The following are some select tidbits from a recent survey taken among Panama's top commercial pilots. The questions are valid—the answers are telling:

Question: What is a runway?

Answer: Well, that's what I tell my kids to do when a stranger gets too close?

Question: What is your favorite part about being a pilot?

Answer: I like switching on and off that little seatbelt sign. It's like a little trick. And its fun. The smoking one is fun too.

Question: What makes you most proud about your profession?

Answer: The plastic cups that never fall over.

Question: How would you explain to a customer that their bag has been lost?

Answer: I wouldn't. I would probably just ask them what it looks like, and then go buy a bag and fill it with some heavy things like rock clusters or steel, and give it to them, and then runway.  

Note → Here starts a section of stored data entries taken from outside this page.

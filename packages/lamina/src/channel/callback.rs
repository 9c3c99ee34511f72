// callback types which can be registered on channels.

use std::{
    fmt::{self, Formatter, Debug},
    sync::{
        atomic::{
            Ordering::Relaxed,
            AtomicU64,
        },
        Arc,
    },
};


/// Identity of a registered callback, used to cancel it
///
/// Ids are unique within the process. Every [`Listener`], [`Receiver`] and [`OnClosed`] has one.
#[derive(Debug, Copy, Clone, Eq, PartialEq, Ord, PartialOrd, Hash)]
pub struct CallbackId(u64);

impl CallbackId {
    /// Allocate a fresh, never before used id
    pub fn next() -> Self {
        static NEXT: AtomicU64 = AtomicU64::new(0);
        CallbackId(NEXT.fetch_add(1, Relaxed))
    }
}


/// Consumer function returned by an advisory callback to claim a message
pub type Consumer<T> = Box<dyn FnOnce(T) + Send>;

/// Result of offering a message to a [`Listener`]
pub enum Claim<T> {
    /// The listener has no interest in this message, so it stays buffered unless another listener
    /// claims it
    Decline,
    /// The listener claims this message: it is removed from the channel and the consumer is
    /// invoked with it once the transition commits
    Consume(Consumer<T>),
}

impl<T> Claim<T> {
    /// Claim the message with the given consumer
    pub fn consume<F>(f: F) -> Self
    where
        F: FnOnce(T) + Send + 'static,
    {
        Claim::Consume(Box::new(f))
    }

    /// Whether this is a claim
    pub fn is_consume(&self) -> bool {
        matches!(self, Claim::Consume(_))
    }
}

impl<T> Debug for Claim<T> {
    fn fmt(&self, f: &mut Formatter) -> fmt::Result {
        match self {
            Claim::Decline => f.write_str("Decline"),
            Claim::Consume(_) => f.write_str("Consume(..)"),
        }
    }
}


/// Advisory callback, registered with `listen` or `listen_all`
///
/// A listener is offered candidate messages and decides whether to claim them by returning
/// [`Claim::Consume`]. Offers happen while the offering channel's state is held, so the callback
/// must not itself operate on that channel; anything which needs to do so belongs in the returned
/// consumer, which runs after the state is released.
///
/// Cloning a listener keeps its id.
pub struct Listener<T> {
    id: CallbackId,
    f: Arc<dyn Fn(&T) -> Claim<T> + Send + Sync>,
}

impl<T> Listener<T> {
    /// Construct with a fresh id
    pub fn new<F>(f: F) -> Self
    where
        F: Fn(&T) -> Claim<T> + Send + Sync + 'static,
    {
        Self::with_id(CallbackId::next(), f)
    }

    /// Construct with a given id
    ///
    /// Useful for a callback which needs to know its own id, for example to cancel itself.
    pub fn with_id<F>(id: CallbackId, f: F) -> Self
    where
        F: Fn(&T) -> Claim<T> + Send + Sync + 'static,
    {
        Listener { id, f: Arc::new(f) }
    }

    /// This listener's id
    pub fn id(&self) -> CallbackId {
        self.id
    }

    // offer a message.
    pub(crate) fn offer(&self, msg: &T) -> Claim<T> {
        (self.f)(msg)
    }
}

impl<T> Clone for Listener<T> {
    fn clone(&self) -> Self {
        Listener { id: self.id, f: Arc::clone(&self.f) }
    }
}

impl<T> Debug for Listener<T> {
    fn fmt(&self, f: &mut Formatter) -> fmt::Result {
        f.debug_tuple("Listener").field(&self.id).finish()
    }
}


/// Guaranteed callback, registered with `receive` or `receive_all`
///
/// Once a message has been assigned to a receiver, the receiver is always invoked with it. It is
/// invoked after the transition which assigned the message commits, so it may freely operate on
/// any channel.
///
/// Cloning a receiver keeps its id.
pub struct Receiver<T> {
    id: CallbackId,
    f: Arc<dyn Fn(T) + Send + Sync>,
}

impl<T> Receiver<T> {
    /// Construct with a fresh id
    pub fn new<F>(f: F) -> Self
    where
        F: Fn(T) + Send + Sync + 'static,
    {
        Self::with_id(CallbackId::next(), f)
    }

    /// Construct with a given id
    ///
    /// Useful for a callback which needs to know its own id, for example to cancel itself.
    pub fn with_id<F>(id: CallbackId, f: F) -> Self
    where
        F: Fn(T) + Send + Sync + 'static,
    {
        Receiver { id, f: Arc::new(f) }
    }

    /// This receiver's id
    pub fn id(&self) -> CallbackId {
        self.id
    }

    // deliver a message.
    pub(crate) fn deliver(&self, msg: T) {
        (self.f)(msg)
    }
}

impl<T> Clone for Receiver<T> {
    fn clone(&self) -> Self {
        Receiver { id: self.id, f: Arc::clone(&self.f) }
    }
}

impl<T> Debug for Receiver<T> {
    fn fmt(&self, f: &mut Formatter) -> fmt::Result {
        f.debug_tuple("Receiver").field(&self.id).finish()
    }
}


/// Callback invoked once when a channel becomes closed
pub struct OnClosed {
    id: CallbackId,
    f: Box<dyn FnOnce() + Send>,
}

impl OnClosed {
    /// Construct with a fresh id
    pub fn new<F>(f: F) -> Self
    where
        F: FnOnce() + Send + 'static,
    {
        Self::with_id(CallbackId::next(), f)
    }

    /// Construct with a given id
    pub fn with_id<F>(id: CallbackId, f: F) -> Self
    where
        F: FnOnce() + Send + 'static,
    {
        OnClosed { id, f: Box::new(f) }
    }

    /// This callback's id
    pub fn id(&self) -> CallbackId {
        self.id
    }

    // invoke the callback, consuming it.
    pub(crate) fn fire(self) {
        (self.f)()
    }
}

impl Debug for OnClosed {
    fn fmt(&self, f: &mut Formatter) -> fmt::Result {
        f.debug_tuple("OnClosed").field(&self.id).finish()
    }
}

Airports can vary from location to location. Panama City, for example, or Albrook (a closer domestic airport to Panama City) are relatively developed terminals complete with early morning coffee shops and overpriced magazine stands. On the other hand, airports on remote islands can more resemble driveways, with a simple runway of dirt and if you're lucky, a hut for shelter. At these more in-the-sticks airports, you're bound to find anything from 10 year-old reflector vest-wearing baggage boys to dog-manned security points. No seeing-eye urinals here fellas.  

The question that I always get is “are the planes safe?” to which I inevitably reply, “how would you define safe?” Granted, they haven't gone down...cough, cough, for a while now.  In reality, they're fine to fly and often times, the only legitimate way of reaching a location in a reasonable amount of time. There are also some wonderful views out of the windows if you're brave enough to fly with your eyes open.  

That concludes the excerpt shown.